ATUALIZAÇÃO
AULA DE INTERPRETAÇÃO II DIA 26/03
Aula
prática que montamos a primeira parte de Édipo Rei. Usando os
elementos que criamos durante a leitura de Édipo e algumas práticas
de improvisação, conseguimos dar inicio a montagem das ações que
iram compor as primeiras cenas.
Os
sons que remetiam a “perda” que fizemos nas aulas anteriores, vão
dar início a atmosfera da peça. Estamos dispostos na platéia,
sentados e alguns em pé (como estávamos na sala e não no anfi,
pode ter nos limitado a isso.) os sons começam baixinhos, como se
fossem distantes, representando a lamentação da população. E como
se a população viesse a encontro do Rei, os choros iriam ficando
mais e mais altos, nisso Édipo (Anderson) está no palco ao seu lado
Jocasta (Raquel) que no ápice do barulho em corta com sua primeira
fala e ali começa a lamentação também do povo que está na
platéia. Diálogo que dura até a entrada de Creonte (Eu) que entra
pela lateral do palco trazendo notícias dos deuses a mando de Édipo,
ali começa o diálogo entre Édipo e Creonte.
Até
esse momento, conseguimos ver o esqueleto do que pode se tornar a
primeira cena. Como em uma boa parte da cena eu estou de fora, eu vi
e consegui sentir uma falta de “ligação”, talvez essa não seja
a palavra, mas como se existissem intervalos mais compridos do que
deveriam ou não existiam. Isso pode ser reflexo do fato de ser a
primeira vez que complementamos a ação com as falas, o que é
normal.
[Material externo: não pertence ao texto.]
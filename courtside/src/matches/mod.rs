//! Match scheduling module.
//!
//! A match pairs two distinct players with a referee who is neither of them,
//! on a court at a start time, and carries an ordered sequence of set
//! scores. Scores are updated by replacing the whole sequence. Courts and
//! participants are not checked for overlapping bookings.

pub mod manager;
pub mod models;

pub use manager::{MatchError, MatchManager, MatchResult};
pub use models::{CreateMatch, Match, MatchId, SetScore};
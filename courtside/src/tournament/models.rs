//! Tournament data models.

use chrono::NaiveDate;
use serde::{Deserialize, Serialize};

/// Tournament ID type
pub type TournamentId = i64;

/// Tournament model. `max_participants` bounds the approved roster, not the
/// number of pending registration requests.
#[derive(Debug, Clone, Serialize, Deserialize)]
pub struct Tournament {
    pub id: TournamentId,
    pub name: String,
    pub start_date: NaiveDate,
    pub end_date: NaiveDate,
    pub registration_deadline: Option<NaiveDate>,
    pub max_participants: i32,
}

/// Everything needed to create a tournament.
#[derive(Debug, Clone, Serialize, Deserialize)]
pub struct CreateTournament {
    pub name: String,
    pub start_date: NaiveDate,
    pub end_date: NaiveDate,
    pub registration_deadline: Option<NaiveDate>,
    pub max_participants: i32,
}
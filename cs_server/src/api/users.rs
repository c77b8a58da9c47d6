//! User lookup and provisioning handlers.

use axum::{
    Json,
    extract::{Path, State},
    http::StatusCode,
};
use courtside::auth::{AuthError, RegisterRequest, Role, User};
use serde::{Deserialize, Serialize};

use super::AppState;
use super::error::ApiError;

/// Public representation of a user; the password hash never leaves the
/// store.
#[derive(Debug, Serialize)]
pub struct UserResponse {
    pub username: String,
    pub name: String,
    pub role: Role,
}

impl From<User> for UserResponse {
    fn from(user: User) -> Self {
        Self {
            username: user.username,
            name: user.name,
            role: user.role,
        }
    }
}

#[derive(Debug, Deserialize)]
pub struct CreateUserPayload {
    pub username: String,
    pub password: String,
    pub name: String,
    pub role: Role,
}

/// Provision an account with an explicit role (organizer only).
pub async fn create_user(
    State(state): State<AppState>,
    Json(payload): Json<CreateUserPayload>,
) -> Result<(StatusCode, Json<UserResponse>), ApiError> {
    let user = state
        .auth
        .create_user(
            RegisterRequest {
                username: payload.username,
                password: payload.password,
                name: payload.name,
            },
            payload.role,
        )
        .await?;

    Ok((StatusCode::CREATED, Json(UserResponse::from(user))))
}

/// List users holding a role, e.g. the referees available for scheduling.
pub async fn users_by_role(
    State(state): State<AppState>,
    Path(role): Path<String>,
) -> Result<Json<Vec<UserResponse>>, ApiError> {
    let role = Role::parse(&role.to_ascii_uppercase())
        .ok_or_else(|| ApiError::Auth(AuthError::InvalidRole(role)))?;

    let users = state.auth.users_by_role(role).await?;
    Ok(Json(users.into_iter().map(UserResponse::from).collect()))
}

/// Look a single user up by username.
pub async fn user_by_username(
    State(state): State<AppState>,
    Path(username): Path<String>,
) -> Result<Json<UserResponse>, ApiError> {
    let user = state.auth.user_by_username(&username).await?;
    Ok(Json(UserResponse::from(user)))
}
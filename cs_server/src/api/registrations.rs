//! Registration workflow API handlers.

use axum::{
    Json,
    extract::{Path, Query, State},
    http::StatusCode,
};
use chrono::{DateTime, Utc};
use courtside::registration::{Registration, RegistrationStatus};
use serde::{Deserialize, Serialize};

use super::error::ApiError;
use super::{AppState, MessageBody};
use crate::metrics;

#[derive(Debug, Deserialize)]
pub struct RegisterPlayerPayload {
    pub player_username: String,
    pub tournament_id: i64,
}

#[derive(Debug, Serialize)]
pub struct RegistrationResponse {
    pub id: i64,
    pub player: String,
    pub tournament: String,
    pub registration_date: DateTime<Utc>,
    pub status: RegistrationStatus,
}

impl From<Registration> for RegistrationResponse {
    fn from(registration: Registration) -> Self {
        Self {
            id: registration.id,
            player: registration.player_username,
            tournament: registration.tournament_name,
            registration_date: registration.registration_date,
            status: registration.status,
        }
    }
}

/// File a registration request for a tournament.
///
/// Returns `201 Created` with the pending registration. A repeated request
/// for the same (player, tournament) pair answers `200 OK` with an
/// "already registered" status payload rather than an error.
pub async fn register_player(
    State(state): State<AppState>,
    Json(payload): Json<RegisterPlayerPayload>,
) -> Result<(StatusCode, Json<RegistrationResponse>), ApiError> {
    let registration = state
        .registrations
        .register_player(&payload.player_username, payload.tournament_id)
        .await?;

    metrics::registrations_submitted_total();
    Ok((StatusCode::CREATED, Json(registration.into())))
}

/// Approve a pending registration and notify the player.
pub async fn approve_registration(
    State(state): State<AppState>,
    Path(id): Path<i64>,
) -> Result<Json<MessageBody>, ApiError> {
    state.registrations.approve(id).await?;
    metrics::registration_decisions_total("approved");
    Ok(Json(MessageBody {
        message: "Registration approved".to_string(),
    }))
}

/// Deny a pending registration and notify the player.
pub async fn deny_registration(
    State(state): State<AppState>,
    Path(id): Path<i64>,
) -> Result<Json<MessageBody>, ApiError> {
    state.registrations.deny(id).await?;
    metrics::registration_decisions_total("denied");
    Ok(Json(MessageBody {
        message: "Registration denied".to_string(),
    }))
}

/// All registrations of a player, any status.
pub async fn registrations_by_player(
    State(state): State<AppState>,
    Path(player_id): Path<i64>,
) -> Result<Json<Vec<RegistrationResponse>>, ApiError> {
    let registrations = state.registrations.registrations_by_player(player_id).await?;
    Ok(Json(registrations.into_iter().map(Into::into).collect()))
}

#[derive(Debug, Deserialize)]
pub struct StatusFilter {
    pub status: Option<RegistrationStatus>,
}

/// A tournament's registrations. Without a `?status=` filter this is the
/// roster: approved registrations only.
pub async fn registrations_by_tournament(
    State(state): State<AppState>,
    Path(tournament_id): Path<i64>,
    Query(filter): Query<StatusFilter>,
) -> Result<Json<Vec<RegistrationResponse>>, ApiError> {
    let registrations = state
        .registrations
        .registrations_by_tournament(tournament_id, filter.status)
        .await?;
    Ok(Json(registrations.into_iter().map(Into::into).collect()))
}

/// Registrations still awaiting a decision. Answers `404` when none are
/// pending.
pub async fn pending_registrations(
    State(state): State<AppState>,
    Path(tournament_id): Path<i64>,
) -> Result<Json<Vec<RegistrationResponse>>, ApiError> {
    let registrations = state
        .registrations
        .pending_by_tournament(tournament_id)
        .await?;
    Ok(Json(registrations.into_iter().map(Into::into).collect()))
}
Até porque, a aquela altura só havíamos tido contato a
maior parte do tempo com o texto com a intenção da fala, porém
isso não poderia ter nos atrapalhado tanto, pelo menos a mim.
Terminado
o diálogo entre Édipo e Creonte, o Rei ainda no palco faz uma
proclamação que se espalha pelo povo e isso é representado pelo
mesmo, trechos da proclamação de Édipo é dito pelo povo que está
na platéia e que termina com o Rei. O povo sugere uma segunda opção
para Édipo que é trazer Tirésias (Julia) para desvendar tal
mistério que é a incógnita de quem matou o antigo rei Laio. Aqui
termina a primeira parte de Édipo.
O
ritmo dessa cena completa deve ser algo mais acelerado, aqui é que
começam a surgir os fatos que rondam o mistério da morte de Laio,
fatos que ainda não são interligados, são pontas soltas. Repetimos
algumas vezes e até com intensidades diferentes, mas ainda está
morto o ritmo da cena. Não é pra se tornar algo cansativo, mais já
havíamos lido aquele trecho e falado várias vezes e não só nessa
aula. Isso pode ter prejudicado o andamento da montagem. Mas que na
próxima aula isso possa (tenha) que ser diferente.